What to work on =>
Check each line of the data below for the word "color", then extract the ones that have it.
━━━ Given records
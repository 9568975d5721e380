use brandflow_catalog::sample_products;
use brandflow_types::{AccountMode, ColumnDef, Product, StoreScope};
use serde::Serialize;
use std::cmp::Ordering;
use std::collections::BTreeSet;
use tracing::{debug, trace};

use crate::comparison::{Comparison, parse_display_number, pseudo_comparison};
use crate::tags::{TagStore, toggle_on_product};

const NAME_LIMIT: usize = 50;
const EMPTY_CELL: &str = "-";

#[derive(Debug, Clone, Copy, PartialEq, Eq, Serialize)]
#[serde(rename_all = "lowercase")]
pub enum SortDirection {
    Asc,
    Desc,
}

#[derive(Debug, Clone, Copy, PartialEq, Eq, Serialize)]
#[serde(rename_all = "lowercase")]
pub enum ScoreBand {
    Good,
    Fair,
    Poor,
}

impl ScoreBand {
    pub fn color(&self) -> &'static str {
        match self {
            ScoreBand::Good => "#059669",
            ScoreBand::Fair => "#d97706",
            ScoreBand::Poor => "#dc2626",
        }
    }
}

pub fn score_band(score: u8) -> ScoreBand {
    match score {
        80.. => ScoreBand::Good,
        50..=79 => ScoreBand::Fair,
        _ => ScoreBand::Poor,
    }
}

/// Short name of the performance score for the store scope
pub fn score_label(scope: StoreScope) -> &'static str {
    match scope {
        StoreScope::Amazon => "APS",
        StoreScope::Shopify => "SPS",
        StoreScope::Both => "UPS",
    }
}

pub fn score_title(scope: StoreScope) -> &'static str {
    match scope {
        StoreScope::Amazon => "Amazon Performance Score",
        StoreScope::Shopify => "Shopify Performance Score",
        StoreScope::Both => "Unified Performance Score",
    }
}

pub fn score_for(product: &Product, scope: StoreScope) -> u8 {
    product.scores.for_scope(scope)
}

/// Product name cut to the first 50 characters with an ellipsis
pub fn summary_name(name: &str) -> String {
    if name.chars().count() > NAME_LIMIT {
        let head: String = name.chars().take(NAME_LIMIT).collect();
        format!("{}...", head)
    } else {
        name.to_string()
    }
}

#[derive(Debug, Clone, PartialEq, Serialize)]
pub struct Breakdown {
    pub seller: String,
    pub vendor: String,
}

#[derive(Debug, Clone, PartialEq, Serialize)]
pub struct TableCell {
    pub column_id: &'static str,
    pub display: String,
    #[serde(skip_serializing_if = "Option::is_none")]
    pub comparison: Option<Comparison>,
    #[serde(skip_serializing_if = "Option::is_none")]
    pub breakdown: Option<Breakdown>,
}

#[derive(Debug, Clone, PartialEq, Serialize)]
pub struct TableRow {
    pub product_id: u32,
    pub selected: bool,
    pub tags: Vec<String>,
    pub cells: Vec<TableCell>,
}

/// Product rows with their row selection, tag dictionary and store scope
#[derive(Debug, Clone)]
pub struct ProductTable {
    products: Vec<Product>,
    tags: TagStore,
    selected: BTreeSet<u32>,
    scope: StoreScope,
}

impl Default for ProductTable {
    fn default() -> Self {
        Self::new(sample_products(), TagStore::default())
    }
}

impl ProductTable {
    pub fn new(products: Vec<Product>, tags: TagStore) -> Self {
        Self {
            products,
            tags,
            selected: BTreeSet::new(),
            scope: StoreScope::default(),
        }
    }

    pub fn products(&self) -> &[Product] {
        &self.products
    }

    pub fn product(&self, id: u32) -> Option<&Product> {
        self.products.iter().find(|p| p.id == id)
    }

    pub fn tag_store(&self) -> &TagStore {
        &self.tags
    }

    pub fn scope(&self) -> StoreScope {
        self.scope
    }

    pub fn set_scope(&mut self, scope: StoreScope) {
        self.scope = scope;
    }

    pub fn selected_ids(&self) -> &BTreeSet<u32> {
        &self.selected
    }

    pub fn is_selected(&self, id: u32) -> bool {
        self.selected.contains(&id)
    }

    pub fn all_selected(&self) -> bool {
        !self.products.is_empty() && self.products.iter().all(|p| self.selected.contains(&p.id))
    }

    pub fn toggle_product(&mut self, id: u32) {
        if !self.selected.remove(&id) && self.product(id).is_some() {
            self.selected.insert(id);
        }
    }

    /// Header checkbox: clears when every row is selected, selects all otherwise
    pub fn toggle_all(&mut self) {
        if self.all_selected() {
            self.selected.clear();
        } else {
            self.selected = self.products.iter().map(|p| p.id).collect();
        }
    }

    /// Stable sort on the column's numeric value. Rows without a number go
    /// last in either direction.
    pub fn sort_by(&mut self, column_id: &str, direction: SortDirection) {
        let scope = self.scope;
        self.products.sort_by(|a, b| {
            let ka = sort_key(a, column_id, scope);
            let kb = sort_key(b, column_id, scope);
            match (ka, kb) {
                (Some(x), Some(y)) => {
                    let ord = x.partial_cmp(&y).unwrap_or(Ordering::Equal);
                    match direction {
                        SortDirection::Asc => ord,
                        SortDirection::Desc => ord.reverse(),
                    }
                }
                (Some(_), None) => Ordering::Less,
                (None, Some(_)) => Ordering::Greater,
                (None, None) => Ordering::Equal,
            }
        });
        debug!(column_id, ?direction, "products sorted");
    }

    /// Render the visible columns for every product
    pub fn rows(&self, columns: &[&'static ColumnDef], mode: AccountMode) -> Vec<TableRow> {
        trace!(columns = columns.len(), %mode, "building table rows");
        self.products
            .iter()
            .map(|product| TableRow {
                product_id: product.id,
                selected: self.is_selected(product.id),
                tags: product.tags.clone(),
                cells: columns
                    .iter()
                    .map(|col| self.cell(product, col, mode))
                    .collect(),
            })
            .collect()
    }

    fn cell(&self, product: &Product, col: &'static ColumnDef, mode: AccountMode) -> TableCell {
        match col.id {
            "product" => plain(col.id, summary_name(&product.name)),
            "productScore" => plain(col.id, score_for(product, self.scope).to_string()),
            id => {
                let display = product.value(id).unwrap_or(EMPTY_CELL).to_string();
                let comparison = parse_display_number(&display)
                    .map(|_| pseudo_comparison(product.id, id, &display));
                let breakdown = if mode == AccountMode::Both {
                    product
                        .seller_value(id)
                        .zip(product.vendor_value(id))
                        .map(|(seller, vendor)| Breakdown {
                            seller: seller.to_string(),
                            vendor: vendor.to_string(),
                        })
                } else {
                    None
                };
                TableCell {
                    column_id: col.id,
                    display,
                    comparison,
                    breakdown,
                }
            }
        }
    }

    pub fn create_tag(&mut self, name: &str, color: Option<&str>) -> Option<String> {
        self.tags.create(name, color)
    }

    /// Create the tag if needed, then toggle it on the product
    pub fn toggle_tag(&mut self, product_id: u32, tag: &str) -> bool {
        let Some(key) = self.tags.create(tag, None) else {
            return false;
        };
        match self.products.iter_mut().find(|p| p.id == product_id) {
            Some(product) => {
                toggle_on_product(product, &key);
                true
            }
            None => false,
        }
    }

    pub fn update_tag(&mut self, old: &str, new: &str, color: &str) {
        self.tags.update(old, new, color, &mut self.products);
    }

    pub fn delete_tag(&mut self, name: &str) {
        self.tags.delete(name, &mut self.products);
    }
}

fn plain(column_id: &'static str, display: String) -> TableCell {
    TableCell {
        column_id,
        display,
        comparison: None,
        breakdown: None,
    }
}

fn sort_key(product: &Product, column_id: &str, scope: StoreScope) -> Option<f64> {
    match column_id {
        "productScore" => Some(f64::from(score_for(product, scope))),
        id => product.value(id).and_then(parse_display_number),
    }
}

#[cfg(test)]
mod tests {
    use super::*;
    use brandflow_catalog::column;

    fn cols(ids: &[&str]) -> Vec<&'static ColumnDef> {
        ids.iter().filter_map(|id| column(id)).collect()
    }

    #[test]
    fn score_bands() {
        assert_eq!(score_band(80), ScoreBand::Good);
        assert_eq!(score_band(79), ScoreBand::Fair);
        assert_eq!(score_band(50), ScoreBand::Fair);
        assert_eq!(score_band(49), ScoreBand::Poor);
        assert_eq!(ScoreBand::Poor.color(), "#dc2626");
    }

    #[test]
    fn locked_columns_render_summary_and_scope_score() {
        let mut table = ProductTable::default();
        table.set_scope(StoreScope::Amazon);
        let rows = table.rows(&cols(&["product", "productScore"]), AccountMode::Seller);

        assert_eq!(
            rows[0].cells[0].display,
            "Karaca Siena 53-Piece Porcelain Plates and Bowls S..."
        );
        assert_eq!(rows[0].cells[1].display, "78");
        assert!(rows[0].cells[1].comparison.is_none());
        assert_eq!(score_label(table.scope()), "APS");
    }

    #[test]
    fn metric_cells_carry_comparison() {
        let table = ProductTable::default();
        let rows = table.rows(&cols(&["sales"]), AccountMode::Seller);
        let cell = &rows[0].cells[0];
        assert_eq!(cell.display, "$12,068.26");
        assert_eq!(
            cell.comparison,
            Some(pseudo_comparison(1, "sales", "$12,068.26"))
        );
        assert!(cell.breakdown.is_none());
    }

    #[test]
    fn both_mode_adds_breakdown() {
        let table = ProductTable::default();
        let rows = table.rows(&cols(&["sales", "profit"]), AccountMode::Both);
        assert_eq!(
            rows[0].cells[0].breakdown,
            Some(Breakdown {
                seller: "$7,241.00".into(),
                vendor: "$4,827.26".into()
            })
        );
        assert!(rows[0].cells[1].breakdown.is_none());
    }

    #[test]
    fn sort_descending_by_sales() {
        let mut table = ProductTable::default();
        table.sort_by("sales", SortDirection::Desc);
        let ids: Vec<_> = table.products().iter().map(|p| p.id).collect();
        assert_eq!(ids, vec![1, 2, 3, 5, 4]);
    }

    #[test]
    fn rows_without_numbers_sort_last() {
        let mut products = sample_products();
        products[0].values.insert("sales".into(), "-".into());
        let mut table = ProductTable::new(products, TagStore::default());
        table.sort_by("sales", SortDirection::Asc);
        assert_eq!(table.products().last().map(|p| p.id), Some(1));
        table.sort_by("sales", SortDirection::Desc);
        assert_eq!(table.products().last().map(|p| p.id), Some(1));
    }

    #[test]
    fn row_selection() {
        let mut table = ProductTable::default();
        table.toggle_product(2);
        assert!(table.is_selected(2));
        table.toggle_product(99);
        assert!(!table.is_selected(99));

        table.toggle_all();
        assert!(table.all_selected());
        table.toggle_all();
        assert!(table.selected_ids().is_empty());
    }

    #[test]
    fn tagging_through_the_table() {
        let mut table = ProductTable::default();
        assert!(table.toggle_tag(4, "clearance"));
        assert_eq!(table.product(4).map(|p| p.tags.clone()), Some(vec!["clearance".to_string()]));
        assert!(table.tag_store().get("clearance").is_some());

        table.update_tag("clearance", "Clearance", "#EF4444");
        assert!(table.product(4).is_some_and(|p| p.has_tag("Clearance")));

        table.delete_tag("Clearance");
        assert!(table.product(4).is_some_and(|p| p.tags.is_empty()));
    }
}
━━━━━━
Output of the task =>
    pub fn color(&self) -> &'static str {
    pub fn create_tag(&mut self, name: &str, color: Option<&str>) -> Option<String> {
        self.tags.create(name, color)
    pub fn update_tag(&mut self, old: &str, new: &str, color: &str) {
        self.tags.update(old, new, color, &mut self.products);
        assert_eq!(ScoreBand::Poor.color(), "#dc2626");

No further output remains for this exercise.